フィクションという形を取って権力の犯罪を暴く、そういう意味で頑張った映画です。政権を批判しようとすれば、不法不正な有形無形の圧力、中傷、脅迫があると描きました。

 映画公開が参議院議員選挙と重なり、全国的にヒットしています。神戸でも封切り当初は満員で、六月末から二か月のロングランです。

これはこういう映画を待っていた層がある程度いて、口コミが広がり日ごろ映画館に足を運ばない人々も引き付けたのでしょう。

このような権力の犯罪に迫る社会派映画が出てくれば、権力と対抗すること避けたがる社会的風潮が少しでも変わるのではないか、政権批判をする芸人が干されるというテレビ業界を少しでも変えることができるのではか、と思います。

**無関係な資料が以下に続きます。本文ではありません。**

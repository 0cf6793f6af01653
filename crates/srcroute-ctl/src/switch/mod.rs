//! Switch name to connection bindings.

mod registry;

pub use registry::{SharedConnection, SwitchRegistry, SwitchStatus};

映画は、政治家を一切出さず、高級官僚と新聞記者、彼らのやり取りだけを描きました。前川喜平さん等の実際のテレビ映像を効果的に使って、現実の事件との関係を暗示させ、アベ政権を皮肉りました。

政府が強引に進める特区の狙いを告発する資料が新聞社に流されます。その真偽を調査する最中に担当する官僚が自殺し、強引な隠蔽が図られようとします。そこに内調が暗躍している、と描きました。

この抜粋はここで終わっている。